Parfait Hakizimana

Personal information
- Born: 1988 (age 37–38) Burundi

Sport
- Sport: Para Taekwondo
- Event: 61 kg
- Coached by: Zura Mushambokazi

= Parfait Hakizimana =

Burundian parataekwondo practitioner

Parfait Hakizimana (born 1988) is a Burundian parataekwondo practitioner who currently resides in Rwanda. He represented the Refugee Paralympic Team at the 2020 Summer Paralympics in the under 61 kg category.

==Life==
Hakizimana was born in Burundi and lived in a settlement camp as a child. He was shot in the arm when he was eight in an attack that also killed his mother. His father took him to a hospital where with basic care he recovered over two years. He began learning taekwondo when he was sixteen. Hakizimana credits the sport with improving his outlook. He set up a martial arts club. When he was twenty his father died on a motorbike and he decided to leave the tribal conflict in Burundi.

He emigrated to Rwanda and lives in the Mahama Refugee Camp in Rwanda. He went on to again teach his martial art skills in the camp.

He began to compete in 2017 and he had some success. Zura Mushambokazi became his coach. She is a national Taekwondo coach. In 2021 he was able to travel to Kigali where he trained at the Amahoro Stadium.

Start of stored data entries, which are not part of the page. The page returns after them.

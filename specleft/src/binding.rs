//! Typed registration of tests against scenarios.
//!
//! A [`Registry`] maps test names to immutable [`Binding`]s. Bindings are
//! validated when registered and never change afterwards; binding the same
//! test twice is an error that leaves the first binding in place.

use std::collections::HashMap;
use std::sync::Arc;

use parking_lot::RwLock;

use crate::ids::{ScenarioRef, TestId};
use crate::{SpecleftError, SpecleftResult};

/// Scenario binding of one test, plus its skip directive.
#[derive(Debug, Clone, PartialEq, Eq)]
pub struct Binding {
    scenario: ScenarioRef,
    skip: bool,
    reason: Option<String>,
}

impl Binding {
    /// Bind to `scenario` without skipping.
    #[must_use]
    pub const fn new(scenario: ScenarioRef) -> Self {
        Self {
            scenario,
            skip: false,
            reason: None,
        }
    }

    /// Record the test as skipped instead of running it.
    #[must_use]
    pub fn skipped(mut self, reason: Option<String>) -> Self {
        self.skip = true;
        self.reason = reason;
        self
    }

    /// The bound scenario.
    #[must_use]
    pub const fn scenario(&self) -> &ScenarioRef {
        &self.scenario
    }

    /// Whether the test body must not run.
    #[must_use]
    pub const fn is_skipped(&self) -> bool {
        self.skip
    }

    /// Skip reason, or a default one when the directive gave none.
    #[must_use]
    pub fn skip_reason(&self) -> Option<&str> {
        self.skip
            .then(|| self.reason.as_deref().unwrap_or("skipped by scenario binding"))
    }
}

/// Static binding emitted by the `#[scenario]` attribute.
///
/// The identifiers were validated at compile time but are validated again
/// on registration, so hand-written declarations are held to the same
/// grammar.
#[derive(Debug, Clone, Copy, PartialEq, Eq)]
pub struct ScenarioDecl {
    /// Upper-case feature identifier.
    pub feature_id: &'static str,
    /// Lower-case scenario identifier.
    pub scenario_id: &'static str,
    /// Record the test as skipped instead of running it.
    pub skip: bool,
    /// Why the test is skipped.
    pub reason: Option<&'static str>,
}

impl ScenarioDecl {
    /// Validate the declaration and turn it into a [`Binding`].
    ///
    /// # Errors
    ///
    /// Returns [`SpecleftError::InvalidIdentifier`] when either identifier
    /// fails its grammar.
    pub fn to_binding(&self) -> SpecleftResult<Binding> {
        let binding = Binding::new(ScenarioRef::parse(self.feature_id, self.scenario_id)?);
        Ok(if self.skip {
            binding.skipped(self.reason.map(str::to_owned))
        } else {
            binding
        })
    }
}

/// Process-wide map from test names to bindings.
#[derive(Debug, Default)]
pub struct Registry {
    bindings: RwLock<HashMap<TestId, Arc<Binding>>>,
}

impl Registry {
    /// Empty registry.
    #[must_use]
    pub fn new() -> Self {
        Self::default()
    }

    /// Validate `feature_id` and `scenario_id` and bind `test_id` to them.
    ///
    /// # Errors
    ///
    /// Returns [`SpecleftError::InvalidIdentifier`] when an identifier fails
    /// its grammar and [`SpecleftError::DuplicateBinding`] when `test_id` is
    /// already bound. Nothing is registered in either case.
    pub fn bind_scenario(
        &self,
        test_id: TestId,
        feature_id: &str,
        scenario_id: &str,
    ) -> SpecleftResult<Arc<Binding>> {
        let scenario = ScenarioRef::parse(feature_id, scenario_id)?;
        self.register(test_id, Binding::new(scenario))
    }

    /// Register a pre-built binding.
    ///
    /// # Errors
    ///
    /// Returns [`SpecleftError::DuplicateBinding`] when `test_id` is already
    /// bound.
    pub fn register(&self, test_id: TestId, binding: Binding) -> SpecleftResult<Arc<Binding>> {
        let mut bindings = self.bindings.write();
        if let Some(existing) = bindings.get(&test_id) {
            return Err(SpecleftError::DuplicateBinding {
                test_id: test_id.to_string(),
                existing: existing.scenario().to_string(),
            });
        }
        let shared = Arc::new(binding);
        tracing::debug!(test = %test_id, scenario = %shared.scenario(), "scenario bound");
        bindings.insert(test_id, Arc::clone(&shared));
        Ok(shared)
    }

    /// Register a macro declaration when its test starts.
    ///
    /// A test that runs more than once in a process (for example under a
    /// retrying harness) declares the same binding each time; an identical
    /// declaration returns the existing binding.
    ///
    /// # Errors
    ///
    /// Returns [`SpecleftError::InvalidIdentifier`] for a malformed
    /// declaration and [`SpecleftError::DuplicateBinding`] when `test_id` is
    /// bound to something else.
    pub fn declare(&self, test_id: &TestId, decl: &ScenarioDecl) -> SpecleftResult<Arc<Binding>> {
        let binding = decl.to_binding()?;
        if let Some(existing) = self.lookup(test_id) {
            return if *existing == binding {
                Ok(existing)
            } else {
                Err(SpecleftError::DuplicateBinding {
                    test_id: test_id.to_string(),
                    existing: existing.scenario().to_string(),
                })
            };
        }
        match self.register(test_id.clone(), binding) {
            Err(SpecleftError::DuplicateBinding { .. }) => self.declare(test_id, decl),
            other => other,
        }
    }

    /// Binding of `test_id`, if any.
    #[must_use]
    pub fn lookup(&self, test_id: &TestId) -> Option<Arc<Binding>> {
        self.bindings.read().get(test_id).cloned()
    }

    /// Number of bound tests.
    #[must_use]
    pub fn len(&self) -> usize {
        self.bindings.read().len()
    }

    /// `true` when no test is bound.
    #[must_use]
    pub fn is_empty(&self) -> bool {
        self.bindings.read().is_empty()
    }
}
//! Two-operand calculator state machine
//!
//! Operands are accumulated as text so a half-typed value such as `"12."`
//! survives until the next keypress. An operation is deferred until either
//! equals or the next operator, which makes chains left-associative:
//! `5 + 3 + 2` collapses `5 + 3` before `+ 2` is chosen.

use std::fmt;

use tracing::debug;

use crate::core::number::{number_to_string, parse_float};
use crate::core::{CalcError, CalcResult, Operation};

/// A single keypad input accepted by [`CalculatorState::append_digit`]
#[derive(Debug, Clone, Copy, PartialEq, Eq)]
pub enum InputToken {
    /// A decimal digit (0-9)
    Digit(u8),
    /// The decimal point
    Decimal,
}

impl InputToken {
    /// Validates a raw token such as a button label
    ///
    /// Only a single ASCII digit or `.` is accepted.
    pub fn parse(raw: &str) -> CalcResult<Self> {
        let mut chars = raw.chars();
        match (chars.next(), chars.next()) {
            (Some('.'), None) => Ok(Self::Decimal),
            (Some(c), None) if c.is_ascii_digit() => Ok(Self::Digit(c as u8 - b'0')),
            _ => Err(CalcError::invalid_token(raw)),
        }
    }

    /// Returns the character this token appends
    #[must_use]
    pub const fn as_char(&self) -> char {
        match self {
            Self::Digit(d) => (b'0' + *d % 10) as char,
            Self::Decimal => '.',
        }
    }
}

impl fmt::Display for InputToken {
    fn fmt(&self, f: &mut fmt::Formatter<'_>) -> fmt::Result {
        write!(f, "{}", self.as_char())
    }
}

/// Where the calculator is in its entry cycle
#[derive(Debug, Clone, Copy, PartialEq, Eq)]
pub enum Phase {
    /// Nothing entered
    Empty,
    /// Typing the left operand (or holding a computed result)
    EnteringFirst,
    /// Operator chosen, right operand not started
    OperatorChosen,
    /// Typing the right operand
    EnteringSecond,
}

/// The running calculation
///
/// Created once at startup with every field empty and mutated in place by
/// each user action.
#[derive(Debug, Clone, Default, PartialEq, Eq)]
pub struct CalculatorState {
    previous_operand: String,
    current_operand: String,
    operation: Option<Operation>,
}

impl CalculatorState {
    /// Creates an empty state
    #[must_use]
    pub fn new() -> Self {
        Self::default()
    }

    /// Left operand text, empty when absent
    #[must_use]
    pub fn previous_operand(&self) -> &str {
        &self.previous_operand
    }

    /// Operand under entry, empty when absent
    #[must_use]
    pub fn current_operand(&self) -> &str {
        &self.current_operand
    }

    /// Pending operation, if any
    #[must_use]
    pub const fn operation(&self) -> Option<Operation> {
        self.operation
    }

    /// Derives the entry phase from the fields
    #[must_use]
    pub fn phase(&self) -> Phase {
        match (self.operation.is_some(), self.current_operand.is_empty()) {
            (false, true) => Phase::Empty,
            (false, false) => Phase::EnteringFirst,
            (true, true) => Phase::OperatorChosen,
            (true, false) => Phase::EnteringSecond,
        }
    }

    /// Clears all fields
    pub fn reset(&mut self) {
        self.previous_operand.clear();
        self.current_operand.clear();
        self.operation = None;
    }

    /// Appends a digit or decimal point to the current operand
    ///
    /// A second decimal point is ignored.
    pub fn append_digit(&mut self, token: InputToken) {
        if token == InputToken::Decimal && self.current_operand.contains('.') {
            return;
        }
        self.current_operand.push(token.as_char());
    }

    /// Validates `raw` and appends it
    ///
    /// State is untouched when the token is rejected.
    pub fn append_str(&mut self, raw: &str) -> CalcResult<()> {
        let token = InputToken::parse(raw)?;
        self.append_digit(token);
        Ok(())
    }

    /// Removes the last character of the current operand
    pub fn delete_last(&mut self) {
        self.current_operand.pop();
    }

    /// Selects the pending operation
    ///
    /// Does nothing without a current operand. A calculation that is
    /// already pending is collapsed first.
    pub fn choose_operation(&mut self, op: Operation) {
        if self.current_operand.is_empty() {
            return;
        }
        if !self.previous_operand.is_empty() {
            self.compute();
        }
        debug!(operation = %op, operand = %self.current_operand, "operation chosen");
        self.operation = Some(op);
        self.previous_operand = std::mem::take(&mut self.current_operand);
    }

    /// Applies the pending operation
    ///
    /// A no-op when either operand does not parse or nothing is pending.
    pub fn compute(&mut self) {
        let Some(op) = self.operation else {
            return;
        };
        let (Some(lhs), Some(rhs)) = (
            parse_float(&self.previous_operand),
            parse_float(&self.current_operand),
        ) else {
            return;
        };

        let result = op.apply(lhs, rhs);
        debug!(lhs, rhs, operation = %op, result, "computed");

        self.current_operand = number_to_string(result);
        self.previous_operand.clear();
        self.operation = None;
    }
}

In June 2021, Hakizimana was chosen with four men and a woman to represent refugees at the 2020 Summer Paralympics in Tokyo. The six will be led by the Chef de Mission Ileana Rodriguez who was previously a parathlete swimmer for the US in 2012. The other five are Alia Issa and Ibrahim Al Hussein who are both from Syria and are based in Athens, the American-based Afghan refugee swimmer Abbas Karimi, the German-based Syrian refugee canoeist Anas Al Khalifa, and American based Iranian refugee discus thrower Shahrad Nasajpour. He hoped to win a medal at the paralympics and to return to the refugee camp where he has a young daughter. At the Games, Hakizimana withdrew from the repechage section due to an injury.